WHAT IS REQUIRED: Go through the entries below line by line and count those containing "tokio"; the answer is that count alone.

##### DATA RECORDS #####

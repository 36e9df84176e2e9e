//! Behavioural tests for `AdFetchCoordinator` against in-memory bridges.

use async_trait::async_trait;
use bridge_traits::error::Result as BridgeResult;
use bridge_traits::network::{NetworkInfo, NetworkMonitor, NetworkType};
use bridge_traits::{BridgeError, HttpClient, HttpRequest, HttpResponse};
use bytes::Bytes;
use core_ads::{
    download_ad, Ad, AdDownloadDelegate, AdError, AdFetchContext, AdFetchCoordinator,
    AdMetadata, AdOrientation, AdType, FetchRequest,
};
use core_runtime::config::SdkConfig;
use core_runtime::events::{AdEvent, CoreEvent, EventBus};
use std::collections::HashMap;
use std::sync::atomic::{AtomicBool, AtomicUsize, Ordering};
use std::sync::{Arc, Mutex, OnceLock};
use std::time::Duration;
use tokio::sync::{mpsc, oneshot, Barrier, Semaphore};

const AD_BODY: &str = r#"{"html":"<div>ad</div>","duration":5.0,"requestId":"srv-1"}"#;

// ----------------------------------------------------------------------------
// Fakes
// ----------------------------------------------------------------------------

/// Transport that holds every request until the gate is opened.
struct GatedHttp {
    calls: AtomicUsize,
    gate: Semaphore,
    status: u16,
    body: &'static str,
    requests: Mutex<Vec<HttpRequest>>,
}

impl GatedHttp {
    fn closed(status: u16, body: &'static str) -> Arc<Self> {
        Arc::new(Self {
            calls: AtomicUsize::new(0),
            gate: Semaphore::new(0),
            status,
            body,
            requests: Mutex::new(Vec::new()),
        })
    }

    fn open(status: u16, body: &'static str) -> Arc<Self> {
        let http = Self::closed(status, body);
        http.release();
        http
    }

    fn release(&self) {
        self.gate.add_permits(1_000);
    }

    fn calls(&self) -> usize {
        self.calls.load(Ordering::SeqCst)
    }

    async fn wait_for_calls(&self, expected: usize) {
        tokio::time::timeout(Duration::from_secs(5), async {
            while self.calls() < expected {
                tokio::time::sleep(Duration::from_millis(5)).await;
            }
        })
        .await
        .expect("transport was not called");
    }
}

#[async_trait]
impl HttpClient for GatedHttp {
    async fn execute(&self, request: HttpRequest) -> BridgeResult<HttpResponse> {
        self.calls.fetch_add(1, Ordering::SeqCst);
        self.requests.lock().unwrap().push(request);

        let _permit = self
            .gate
            .acquire()
            .await
            .map_err(|e| BridgeError::OperationFailed(e.to_string()))?;

        Ok(HttpResponse {
            status: self.status,
            headers: HashMap::new(),
            body: Bytes::from_static(self.body.as_bytes()),
        })
    }
}

struct FailingHttp;

#[async_trait]
impl HttpClient for FailingHttp {
    async fn execute(&self, _request: HttpRequest) -> BridgeResult<HttpResponse> {
        Err(BridgeError::Connection("connection reset".to_string()))
    }
}

struct FixedMonitor(bool);

#[async_trait]
impl NetworkMonitor for FixedMonitor {
    async fn get_network_info(&self) -> BridgeResult<NetworkInfo> {
        Ok(if self.0 {
            NetworkInfo::connected(NetworkType::WiFi)
        } else {
            NetworkInfo::disconnected()
        })
    }
}

/// Reachable monitor that takes a while to answer.
struct SlowMonitor {
    delay: Duration,
    checks: AtomicUsize,
}

impl SlowMonitor {
    fn new(delay: Duration) -> Arc<Self> {
        Arc::new(Self {
            delay,
            checks: AtomicUsize::new(0),
        })
    }

    fn checks(&self) -> usize {
        self.checks.load(Ordering::SeqCst)
    }
}

#[async_trait]
impl NetworkMonitor for SlowMonitor {
    async fn get_network_info(&self) -> BridgeResult<NetworkInfo> {
        self.checks.fetch_add(1, Ordering::SeqCst);
        tokio::time::sleep(self.delay).await;
        Ok(NetworkInfo::connected(NetworkType::Ethernet))
    }
}

#[derive(Debug)]
enum Call {
    Started { url: String, data: String },
    Finished(Ad),
    Failed(AdError),
}

impl Call {
    fn is_terminal(&self) -> bool {
        !matches!(self, Call::Started { .. })
    }
}

struct RecordingDelegate(mpsc::UnboundedSender<Call>);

#####

TASK OUTPUT: 4